▶ _Goal of the exercise_
This task calls for copying every line in the data below that contains the word "InvalidData".

▶ _Supplied data_
++++

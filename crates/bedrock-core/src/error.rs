//! Error types for Bedrock operations.
//!
//! This module provides a common `Error` type and `Result<T>` alias used across
//! all Bedrock crates. Uses `thiserror` for derive macros.
//!
//! The HTTP layer maps these variants onto status codes; nothing here knows
//! about HTTP.

use std::path::{Path, PathBuf};

use thiserror::Error;

/// Errors that can occur in Bedrock operations.
#[derive(Error, Debug)]
pub enum Error {
    /// I/O error without path context.
    #[error("I/O error: {0}")]
    Io(#[from] std::io::Error),

    /// I/O error on a known path.
    #[error("I/O error at {}: {source}", path.display())]
    IoWithPath {
        /// Path being accessed.
        path: PathBuf,
        /// Underlying error.
        #[source]
        source: std::io::Error,
    },

    /// Configuration error.
    #[error("Configuration error: {0}")]
    Config(String),

    /// Tool or document not found.
    #[error("Not found: {0}")]
    NotFound(String),

    /// Identifier that cannot name a tool (bad characters, separators, `..`).
    #[error("Invalid identifier: {0:?}")]
    InvalidId(String),

    /// The tool exists but ships no downloadable package.
    #[error("No package available for tool '{0}'")]
    NoPackage(String),

    /// Invalid data or format.
    #[error("Invalid data: {0}")]
    InvalidData(String),

    /// Serialization error.
    #[error("Serialization error: {0}")]
    Serialization(String),
}

impl Error {
    /// Wrap an I/O error.
    pub fn io(err: std::io::Error) -> Self {
        Self::Io(err)
    }

    /// Wrap an I/O error, recording the path involved.
    pub fn io_with_path(err: std::io::Error, path: impl AsRef<Path>) -> Self {
        Self::IoWithPath {
            path: path.as_ref().to_path_buf(),
            source: err,
        }
    }

    /// Create a configuration error.
    pub fn config(msg: impl Into<String>) -> Self {
        Self::Config(msg.into())
    }

    /// Create a not found error.
    pub fn not_found(msg: impl Into<String>) -> Self {
        Self::NotFound(msg.into())
    }

    /// Create an invalid identifier error.
    pub fn invalid_id(id: impl Into<String>) -> Self {
        Self::InvalidId(id.into())
    }

    /// Create a missing package error.
    pub fn no_package(id: impl Into<String>) -> Self {
        Self::NoPackage(id.into())
    }

    /// Create an invalid data error.
    pub fn invalid_data(msg: impl Into<String>) -> Self {
        Self::InvalidData(msg.into())
    }

    /// Create a serialization error.
    pub fn serialization(msg: impl Into<String>) -> Self {
        Self::Serialization(msg.into())
    }

    /// Whether this error means "nothing there" rather than "something broke".
    pub fn is_not_found(&self) -> bool {
        matches!(self, Self::NotFound(_))
    }
}

/// Result type alias using Bedrock's Error type.
pub type Result<T> = std::result::Result<T, Error>;
//! Command-line front end for the Bedrock catalog site.
//!
//! - [`BedrockConfig`]: file + environment configuration via `confyg`
//! - [`CliArgs`]: clap argument definitions
//! - [`BedrockApp`]: logging setup and command dispatch

#![doc = include_str!("../README.md")]

pub mod app;
pub mod cli;
pub mod config;
pub mod config_handlers;

pub use app::BedrockApp;
pub use cli::{CliArgs, Command, ConfigAction, ConfigCommand};
pub use config::BedrockConfig;
//! Core traits for Bedrock configuration.
//!
//! [`ConfigProvider`] abstracts where the site's content lives. The CLI
//! implements it for its TOML/env configuration; tests implement it over a
//! temporary directory.

use std::path::PathBuf;

use crate::Result;

/// The content roots the site reads from.
#[derive(Debug, Clone, Copy, PartialEq, Eq, Hash)]
pub enum ContentKind {
    /// Markdown documentation, one `{id}.md` per tool.
    Docs,
    /// Downloadable package files referenced by the catalog.
    Packages,
    /// Static assets (tool icons) served as-is.
    Public,
}

impl ContentKind {
    /// Directory name used under the base path when no explicit path is set.
    pub fn dir_name(self) -> &'static str {
        match self {
            Self::Docs => "docs",
            Self::Packages => "packages",
            Self::Public => "public",
        }
    }
}

/// Trait for site configuration.
///
/// # Bounds
///
/// - `Send + Sync`: Configuration must be shareable across threads
/// - `Clone`: Configuration can be duplicated for passing to subsystems
/// - `'static`: Configuration lifetime is not borrowed
///
/// # Example
///
/// ```
/// use std::path::PathBuf;
/// use bedrock_core::{ConfigProvider, ContentKind, Result};
///
/// #[derive(Clone)]
/// struct SiteConfig {
///     root: PathBuf,
/// }
///
/// impl ConfigProvider for SiteConfig {
///     fn project_name(&self) -> &str {
///         "bedrock"
///     }
///
///     fn base_path(&self) -> Result<PathBuf> {
///         Ok(self.root.clone())
///     }
/// }
///
/// let config = SiteConfig { root: PathBuf::from("/srv/site") };
/// assert_eq!(
///     config.content_path(ContentKind::Docs).unwrap(),
///     PathBuf::from("/srv/site/docs"),
/// );
/// ```
pub trait ConfigProvider: Send + Sync + Clone + 'static {
    /// The project name, used for env var prefixes and default paths.
    fn project_name(&self) -> &str;

    /// Base path for all site content.
    ///
    /// # Errors
    ///
    /// Returns an error if the path cannot be determined.
    fn base_path(&self) -> Result<PathBuf>;

    /// Root directory for one kind of content.
    ///
    /// Defaults to `base_path()/<kind dir name>`.
    fn content_path(&self, kind: ContentKind) -> Result<PathBuf> {
        Ok(self.base_path()?.join(kind.dir_name()))
    }
}
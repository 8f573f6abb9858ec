//! Request handlers.
//!
//! - [`api`]: JSON endpoints and package downloads
//! - [`pages`]: server-rendered HTML pages

pub mod api;
pub mod pages;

++++

▶ _Your solution_
    InvalidData(String),
        Self::InvalidData(msg.into())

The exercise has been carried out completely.